UK Governance Reforms – Why Doesn’t Government Start By Taking Its Own Medicine?

UK Governance Reforms – Why Doesn’t Government Start By Taking Its Own Medicine?

 
There are many ironies in the UK government’s review of corporate governance, as a new article on ft.com makes clear.

 

It all started with the Prime Minister’s instincts that people felt big business was not behaving responsibly. Hence the talk, since largely abandoned, about employee directors.

 

If government really wanted to promote better behaviour by business, it would make mores sense to begin closer to home. As I pointed out to the then Minister, Margot James, in 2017, government purchases well over £200 bn of services from the private sector every year. Its obsession with price cutting at the expense of quality is, in my experience, a major driver of corporate irresponsibility. Its insistence on not letting departments build reserves and use unspent money in the following year encourages short termism and waste. If it wanted to tackle bad behaviour it could could refuse to do business with companies that repeatedly fail to pay all companies, but especially small companies, within 60 days in line with the governments own Prompt Payments Code.

 

That may sound carping. On the positive side, BEIS is to be congratulated for encouraging the British Standards Institution (BSI) to develop work on the Tomorrow’s Company concept of the Trust Test – a form of character due diligence which would screen out private companies without the right values or business model from working in the public sector.

 

But where does government or the Financial Reporting Council get the idea that we will have companies that behave better if we force the chairman or woman to step down after 10 years on the board, and after a much shorter period as chair? I remember talking to a wily and experienced banker. He told me how, after over 30 years, he had learned to spot early signs of a bubble, and influence the bank of which he was then chairman to take evasive action. That is exactly the kind of experience that we need on listed company boards. Would that there had been more tough questioning from wily and far from independent directors on the Carillion board. Experience is even more important than independence. seventy-year-olds on the

 

Investment Association Reveals Its Confusion

 

Perhaps the biggest irony of the consultation comes with one of the government’s strongest ideas – asking companies to disclose how they contribute to wider society. This is praised by Old Mutuals Richard Buxton, but draws a horrified reaction from the fund managers trade association the Investment Association. (@InvAssoc)

 

‘We are concerned that the wording of the proposed code does not fully reflect shareholder primacy as it puts contributions to society on the same level as generating value for shareholders’

 

What a marvellous display of confused thinking and legal ignorance. Is the investment Association telling us that it doesn’t believe that its members’ job is to contribute to society?

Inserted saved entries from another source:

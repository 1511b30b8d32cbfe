//! # kwatch-queue
//!
//! Coalescing, rate-limited, shutdown-aware work queue.
//!
//! [`WorkQueue`] holds distinct keys: a key added while it is already queued
//! is dropped, and a key added while it is being processed is marked dirty and
//! handed out again once [`WorkQueue::done`] is called. [`RateLimitingQueue`]
//! layers per-key retry backoff on top via a [`RateLimiter`].

pub mod limited;
pub mod queue;
pub mod rate_limit;

pub use limited::RateLimitingQueue;
pub use queue::WorkQueue;
pub use rate_limit::{
    default_rate_limiter, BucketRateLimiter, ExponentialFailureRateLimiter, MaxOfRateLimiter,
    RateLimiter,
};
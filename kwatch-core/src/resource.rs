//! The accessor capability every observed object type must provide.
//!
//! The engine never inspects concrete object types. Whatever a source adapter
//! produces only has to say where it lives, what it is called, when it was
//! created and which revision it is.

use std::collections::BTreeMap;

use chrono::{DateTime, Utc};
use serde::{Deserialize, Serialize};

use crate::types::ObjectKey;

/// Uniform metadata access for observed objects.
pub trait Resource: Clone + Send + Sync + 'static {
    fn namespace(&self) -> Option<&str>;

    fn name(&self) -> &str;

    /// When the object was created on the remote side, if known.
    fn creation_timestamp(&self) -> Option<DateTime<Utc>>;

    /// Opaque revision marker; changes whenever the object changes.
    fn resource_version(&self) -> &str;

    fn key(&self) -> ObjectKey {
        ObjectKey::new(self.namespace(), self.name())
    }
}

/// A schemaless object: metadata plus an arbitrary JSON payload.
///
/// Used by fixture replay and by callers that do not want a typed model.
#[derive(Debug, Clone, PartialEq, Serialize, Deserialize)]
pub struct GenericObject {
    #[serde(default, skip_serializing_if = "Option::is_none")]
    pub namespace: Option<String>,
    pub name: String,
    #[serde(default)]
    pub resource_version: String,
    #[serde(default, skip_serializing_if = "Option::is_none")]
    pub created_at: Option<DateTime<Utc>>,
    #[serde(default, skip_serializing_if = "BTreeMap::is_empty")]
    pub labels: BTreeMap<String, String>,
    #[serde(default, skip_serializing_if = "serde_json::Value::is_null")]
    pub data: serde_json::Value,
}

impl GenericObject {
    pub fn new(namespace: Option<&str>, name: &str, resource_version: &str) -> Self {
        Self {
            namespace: namespace.map(str::to_owned),
            name: name.to_owned(),
            resource_version: resource_version.to_owned(),
            created_at: None,
            labels: BTreeMap::new(),
            data: serde_json::Value::Null,
        }
    }

    pub fn created_at(mut self, at: DateTime<Utc>) -> Self {
        self.created_at = Some(at);
        self
    }

    pub fn with_data(mut self, data: serde_json::Value) -> Self {
        self.data = data;
        self
    }
}

impl Resource for GenericObject {
    fn namespace(&self) -> Option<&str> {
        self.namespace.as_deref()
    }

    fn name(&self) -> &str {
        &self.name
    }

    fn creation_timestamp(&self) -> Option<DateTime<Utc>> {
        self.created_at
    }

    fn resource_version(&self) -> &str {
        &self.resource_version
    }
}

#[cfg(test)]
mod tests {
    use super::*;

    #[test]
    fn key_derives_from_metadata() {
        let obj = GenericObject::new(Some("ns"), "a", "1");
        assert_eq!(obj.key(), ObjectKey::namespaced("ns", "a"));

        let cluster = GenericObject::new(None, "node", "1");
        assert_eq!(cluster.key().to_string(), "node");
    }

    #[test]
    fn generic_object_parses_minimal_yaml() {
        let obj: GenericObject =
            serde_yaml::from_str("name: web\nnamespace: prod\nresource_version: \"7\"\n")
                .expect("parse");
        assert_eq!(obj.key().to_string(), "prod/web");
        assert_eq!(obj.resource_version(), "7");
        assert!(obj.creation_timestamp().is_none());
    }

    #[test]
    fn payload_survives_json_round_trip() {
        let obj = GenericObject::new(Some("prod"), "web", "3")
            .with_data(serde_json::json!({"replicas": 3, "image": "web:1.2"}));
        let json = serde_json::to_string(&obj).expect("serialize");
        let back: GenericObject = serde_json::from_str(&json).expect("parse");
        assert_eq!(back, obj);
        assert_eq!(back.data["replicas"], 3);

        let bare = serde_json::to_value(GenericObject::new(None, "node", "1")).expect("serialize");
        assert!(bare.get("data").is_none());
    }
}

Doesn’t it understand that the clients who ultimately provide its profits are people, who live in society, and who want a financial return but still expect companies to stop generating cheap plastic that poisons the oceans or poor quality food that is fuelling the spread of diabetes?

 

What ill-educated legal advisor has told it that the Companies Act ‘reflects shareholder primacy’? It does no such thing. The law states that It is for directors to decide the purpose of the company, and how to balance its obligations to shareholders in the short and long term. . Directors who have done their homework will find that the companies like Tata and Toyota and Unilever who have been around longest to deliver shareholder value have been the companies that are most concerned to make money in ways that contribute to society.

 

So here is another area in which we can now praise the government. Asset management companies – at least those which are listed, and perhaps later, those which are private – will from now on have to explain how they contribute to society. Let them show us all those occasions where they are ensuring shareholder primacy at the expense of society!